> [Required action]:
All lines with the word "traits" are to be found and copied from the listing.

━━━━━━

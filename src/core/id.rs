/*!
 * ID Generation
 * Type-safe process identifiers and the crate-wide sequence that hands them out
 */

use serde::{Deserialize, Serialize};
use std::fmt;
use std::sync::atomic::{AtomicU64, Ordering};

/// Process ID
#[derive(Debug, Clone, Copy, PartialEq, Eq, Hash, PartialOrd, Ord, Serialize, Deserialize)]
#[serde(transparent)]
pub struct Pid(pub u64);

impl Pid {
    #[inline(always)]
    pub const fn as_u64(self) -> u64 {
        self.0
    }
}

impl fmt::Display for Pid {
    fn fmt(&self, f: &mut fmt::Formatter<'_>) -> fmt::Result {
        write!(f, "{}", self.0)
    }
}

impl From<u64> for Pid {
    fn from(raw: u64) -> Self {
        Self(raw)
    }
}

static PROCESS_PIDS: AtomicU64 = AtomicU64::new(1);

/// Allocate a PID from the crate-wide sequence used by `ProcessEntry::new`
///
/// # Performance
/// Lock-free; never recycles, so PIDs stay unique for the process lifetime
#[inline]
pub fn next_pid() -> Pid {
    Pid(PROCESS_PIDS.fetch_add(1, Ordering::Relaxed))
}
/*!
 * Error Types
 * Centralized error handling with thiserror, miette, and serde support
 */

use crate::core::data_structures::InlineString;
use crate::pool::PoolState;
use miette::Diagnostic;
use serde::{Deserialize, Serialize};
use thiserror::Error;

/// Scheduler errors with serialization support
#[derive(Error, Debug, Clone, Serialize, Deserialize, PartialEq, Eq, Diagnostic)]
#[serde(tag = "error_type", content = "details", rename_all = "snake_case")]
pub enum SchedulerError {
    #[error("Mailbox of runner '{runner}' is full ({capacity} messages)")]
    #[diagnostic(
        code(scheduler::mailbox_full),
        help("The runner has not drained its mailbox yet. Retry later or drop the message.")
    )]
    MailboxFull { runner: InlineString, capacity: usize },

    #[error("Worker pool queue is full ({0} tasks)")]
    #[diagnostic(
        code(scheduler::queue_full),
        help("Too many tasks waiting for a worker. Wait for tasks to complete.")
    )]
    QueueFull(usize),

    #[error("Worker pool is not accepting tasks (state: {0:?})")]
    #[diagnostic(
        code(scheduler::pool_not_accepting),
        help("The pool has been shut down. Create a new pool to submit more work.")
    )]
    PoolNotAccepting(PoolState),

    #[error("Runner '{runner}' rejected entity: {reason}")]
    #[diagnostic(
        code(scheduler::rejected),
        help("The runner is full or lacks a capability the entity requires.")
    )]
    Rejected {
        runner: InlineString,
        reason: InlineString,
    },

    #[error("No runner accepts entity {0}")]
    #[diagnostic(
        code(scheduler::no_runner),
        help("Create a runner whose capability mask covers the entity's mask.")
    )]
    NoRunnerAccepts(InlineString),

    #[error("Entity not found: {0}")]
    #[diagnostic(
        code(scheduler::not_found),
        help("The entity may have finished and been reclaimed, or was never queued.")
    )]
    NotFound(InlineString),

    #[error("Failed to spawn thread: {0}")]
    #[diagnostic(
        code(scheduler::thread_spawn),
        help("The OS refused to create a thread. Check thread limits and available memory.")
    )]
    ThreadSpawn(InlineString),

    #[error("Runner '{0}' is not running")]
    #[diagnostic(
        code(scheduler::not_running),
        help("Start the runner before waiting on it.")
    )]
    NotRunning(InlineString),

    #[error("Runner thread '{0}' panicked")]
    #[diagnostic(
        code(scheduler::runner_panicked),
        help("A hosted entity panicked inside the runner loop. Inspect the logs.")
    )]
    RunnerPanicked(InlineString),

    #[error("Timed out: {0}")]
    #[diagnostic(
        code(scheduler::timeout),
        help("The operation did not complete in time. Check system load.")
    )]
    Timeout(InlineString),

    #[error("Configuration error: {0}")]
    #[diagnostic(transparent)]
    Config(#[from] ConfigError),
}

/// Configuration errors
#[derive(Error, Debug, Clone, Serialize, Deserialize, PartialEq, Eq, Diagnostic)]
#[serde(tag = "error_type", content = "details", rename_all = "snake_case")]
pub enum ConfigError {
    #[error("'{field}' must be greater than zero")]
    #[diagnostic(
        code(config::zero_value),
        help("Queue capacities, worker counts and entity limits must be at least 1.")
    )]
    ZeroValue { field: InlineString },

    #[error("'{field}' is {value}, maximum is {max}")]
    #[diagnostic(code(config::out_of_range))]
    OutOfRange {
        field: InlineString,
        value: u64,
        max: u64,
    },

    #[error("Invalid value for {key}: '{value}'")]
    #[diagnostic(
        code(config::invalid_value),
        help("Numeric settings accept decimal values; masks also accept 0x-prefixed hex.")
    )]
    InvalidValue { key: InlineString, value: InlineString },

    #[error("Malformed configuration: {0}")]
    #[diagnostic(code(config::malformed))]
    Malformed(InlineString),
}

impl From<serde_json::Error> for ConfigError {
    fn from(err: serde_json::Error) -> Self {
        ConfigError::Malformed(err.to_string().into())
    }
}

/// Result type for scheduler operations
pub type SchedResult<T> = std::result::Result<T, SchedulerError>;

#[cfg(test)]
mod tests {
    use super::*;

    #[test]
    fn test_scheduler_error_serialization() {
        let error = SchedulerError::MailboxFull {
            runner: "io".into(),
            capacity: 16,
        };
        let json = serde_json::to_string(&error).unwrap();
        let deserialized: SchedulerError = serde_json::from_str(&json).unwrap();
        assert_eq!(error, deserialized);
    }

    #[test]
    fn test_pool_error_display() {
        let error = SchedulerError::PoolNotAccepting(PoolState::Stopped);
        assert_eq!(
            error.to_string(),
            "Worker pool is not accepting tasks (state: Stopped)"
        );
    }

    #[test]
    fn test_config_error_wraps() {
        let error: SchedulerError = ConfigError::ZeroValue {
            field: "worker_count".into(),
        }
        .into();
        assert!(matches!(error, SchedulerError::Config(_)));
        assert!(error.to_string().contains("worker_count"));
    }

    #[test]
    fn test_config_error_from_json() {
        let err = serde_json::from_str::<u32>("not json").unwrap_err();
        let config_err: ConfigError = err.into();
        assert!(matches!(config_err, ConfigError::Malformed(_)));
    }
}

━━━━━━

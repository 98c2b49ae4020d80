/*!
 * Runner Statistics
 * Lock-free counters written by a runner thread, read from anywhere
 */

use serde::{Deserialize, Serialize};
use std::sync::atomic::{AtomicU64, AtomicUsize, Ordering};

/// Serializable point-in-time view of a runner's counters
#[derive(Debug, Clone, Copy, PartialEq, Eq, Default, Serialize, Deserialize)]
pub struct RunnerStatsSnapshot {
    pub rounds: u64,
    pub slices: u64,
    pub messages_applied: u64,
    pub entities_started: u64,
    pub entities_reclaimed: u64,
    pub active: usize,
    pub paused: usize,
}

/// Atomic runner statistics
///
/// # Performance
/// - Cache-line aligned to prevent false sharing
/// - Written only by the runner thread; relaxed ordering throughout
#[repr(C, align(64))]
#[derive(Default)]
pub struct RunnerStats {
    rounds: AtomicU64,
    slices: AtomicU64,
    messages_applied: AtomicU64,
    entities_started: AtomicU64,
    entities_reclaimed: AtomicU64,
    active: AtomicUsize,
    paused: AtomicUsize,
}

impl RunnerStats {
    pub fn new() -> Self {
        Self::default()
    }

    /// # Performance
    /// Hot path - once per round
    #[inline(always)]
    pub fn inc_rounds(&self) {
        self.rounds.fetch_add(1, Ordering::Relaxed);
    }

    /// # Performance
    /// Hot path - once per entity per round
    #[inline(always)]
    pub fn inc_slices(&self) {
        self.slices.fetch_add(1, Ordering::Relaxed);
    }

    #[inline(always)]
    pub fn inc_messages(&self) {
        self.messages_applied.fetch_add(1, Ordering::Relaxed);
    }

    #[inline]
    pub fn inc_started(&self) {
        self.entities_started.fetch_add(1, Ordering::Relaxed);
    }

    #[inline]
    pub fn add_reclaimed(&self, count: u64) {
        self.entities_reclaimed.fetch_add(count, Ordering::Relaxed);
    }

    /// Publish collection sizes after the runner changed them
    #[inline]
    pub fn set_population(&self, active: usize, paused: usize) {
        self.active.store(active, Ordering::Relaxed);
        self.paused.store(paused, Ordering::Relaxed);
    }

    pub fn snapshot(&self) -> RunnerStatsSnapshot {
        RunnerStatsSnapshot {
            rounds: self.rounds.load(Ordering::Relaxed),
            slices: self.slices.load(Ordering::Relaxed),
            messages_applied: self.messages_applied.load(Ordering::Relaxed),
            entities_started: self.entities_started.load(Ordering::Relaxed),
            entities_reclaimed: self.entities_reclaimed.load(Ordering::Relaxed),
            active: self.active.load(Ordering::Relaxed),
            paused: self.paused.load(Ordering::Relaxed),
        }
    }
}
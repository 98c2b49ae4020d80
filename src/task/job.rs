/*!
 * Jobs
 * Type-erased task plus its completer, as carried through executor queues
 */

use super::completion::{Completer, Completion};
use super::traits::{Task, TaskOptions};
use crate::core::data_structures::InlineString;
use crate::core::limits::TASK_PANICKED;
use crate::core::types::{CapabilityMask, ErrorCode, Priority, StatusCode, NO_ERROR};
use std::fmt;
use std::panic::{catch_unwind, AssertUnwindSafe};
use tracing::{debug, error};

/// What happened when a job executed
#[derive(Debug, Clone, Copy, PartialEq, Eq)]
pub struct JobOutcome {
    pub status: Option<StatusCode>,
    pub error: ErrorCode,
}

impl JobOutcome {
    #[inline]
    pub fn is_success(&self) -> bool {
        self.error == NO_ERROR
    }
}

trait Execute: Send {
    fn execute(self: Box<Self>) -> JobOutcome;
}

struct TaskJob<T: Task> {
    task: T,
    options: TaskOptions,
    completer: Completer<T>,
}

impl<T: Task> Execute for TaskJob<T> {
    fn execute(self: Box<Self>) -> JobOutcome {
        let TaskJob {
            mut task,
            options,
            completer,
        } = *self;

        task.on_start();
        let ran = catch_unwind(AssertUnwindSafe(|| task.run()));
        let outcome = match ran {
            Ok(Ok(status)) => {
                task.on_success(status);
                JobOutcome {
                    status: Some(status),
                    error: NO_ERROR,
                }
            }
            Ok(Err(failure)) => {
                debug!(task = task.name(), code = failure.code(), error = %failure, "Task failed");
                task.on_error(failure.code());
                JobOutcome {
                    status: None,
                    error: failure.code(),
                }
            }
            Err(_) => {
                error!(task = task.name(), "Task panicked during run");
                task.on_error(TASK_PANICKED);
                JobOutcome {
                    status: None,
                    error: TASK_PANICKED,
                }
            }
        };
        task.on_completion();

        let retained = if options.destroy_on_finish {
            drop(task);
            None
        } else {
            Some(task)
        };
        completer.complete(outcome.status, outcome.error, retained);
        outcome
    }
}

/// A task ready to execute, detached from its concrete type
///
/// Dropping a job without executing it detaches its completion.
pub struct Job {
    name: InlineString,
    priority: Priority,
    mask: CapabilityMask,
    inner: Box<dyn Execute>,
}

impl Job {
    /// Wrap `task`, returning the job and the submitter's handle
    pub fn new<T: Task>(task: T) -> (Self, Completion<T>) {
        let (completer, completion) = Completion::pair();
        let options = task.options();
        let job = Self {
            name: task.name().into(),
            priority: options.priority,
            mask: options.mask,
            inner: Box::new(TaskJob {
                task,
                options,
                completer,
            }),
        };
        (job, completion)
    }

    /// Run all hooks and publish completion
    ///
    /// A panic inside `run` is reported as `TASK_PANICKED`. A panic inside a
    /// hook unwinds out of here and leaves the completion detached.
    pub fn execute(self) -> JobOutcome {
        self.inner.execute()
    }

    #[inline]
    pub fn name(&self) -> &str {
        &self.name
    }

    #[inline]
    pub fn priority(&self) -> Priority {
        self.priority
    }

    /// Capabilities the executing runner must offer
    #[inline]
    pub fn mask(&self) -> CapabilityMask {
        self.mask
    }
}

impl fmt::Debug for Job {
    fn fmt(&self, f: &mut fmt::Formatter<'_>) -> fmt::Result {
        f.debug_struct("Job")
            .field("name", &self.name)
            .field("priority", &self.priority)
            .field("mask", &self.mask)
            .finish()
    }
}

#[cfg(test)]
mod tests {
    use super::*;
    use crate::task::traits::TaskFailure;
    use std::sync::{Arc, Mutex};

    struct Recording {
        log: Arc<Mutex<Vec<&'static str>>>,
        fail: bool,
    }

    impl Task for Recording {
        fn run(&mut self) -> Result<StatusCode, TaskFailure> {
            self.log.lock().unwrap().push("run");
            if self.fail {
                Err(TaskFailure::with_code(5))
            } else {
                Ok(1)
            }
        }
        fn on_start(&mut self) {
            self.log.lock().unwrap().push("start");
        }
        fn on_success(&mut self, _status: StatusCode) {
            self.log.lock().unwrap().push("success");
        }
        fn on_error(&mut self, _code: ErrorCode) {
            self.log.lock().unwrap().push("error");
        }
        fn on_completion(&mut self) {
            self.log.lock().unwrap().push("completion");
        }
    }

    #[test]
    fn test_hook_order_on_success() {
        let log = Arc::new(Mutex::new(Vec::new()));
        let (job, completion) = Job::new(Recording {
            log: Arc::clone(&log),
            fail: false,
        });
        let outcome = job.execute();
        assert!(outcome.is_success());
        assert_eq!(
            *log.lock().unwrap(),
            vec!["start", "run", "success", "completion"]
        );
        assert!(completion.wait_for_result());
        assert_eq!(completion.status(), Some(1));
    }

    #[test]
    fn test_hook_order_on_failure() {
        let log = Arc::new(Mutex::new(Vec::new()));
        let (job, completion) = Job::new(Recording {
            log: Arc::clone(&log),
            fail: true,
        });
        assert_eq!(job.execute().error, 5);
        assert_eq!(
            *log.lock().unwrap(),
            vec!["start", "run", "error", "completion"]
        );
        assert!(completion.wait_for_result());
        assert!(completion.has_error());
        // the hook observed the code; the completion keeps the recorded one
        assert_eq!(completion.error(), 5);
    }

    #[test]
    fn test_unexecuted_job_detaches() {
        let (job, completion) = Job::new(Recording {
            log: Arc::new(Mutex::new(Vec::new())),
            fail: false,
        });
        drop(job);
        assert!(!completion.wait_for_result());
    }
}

━━━━━━

> [Result for this task]:
use super::traits::{Task, TaskOptions};
    use crate::task::traits::TaskFailure;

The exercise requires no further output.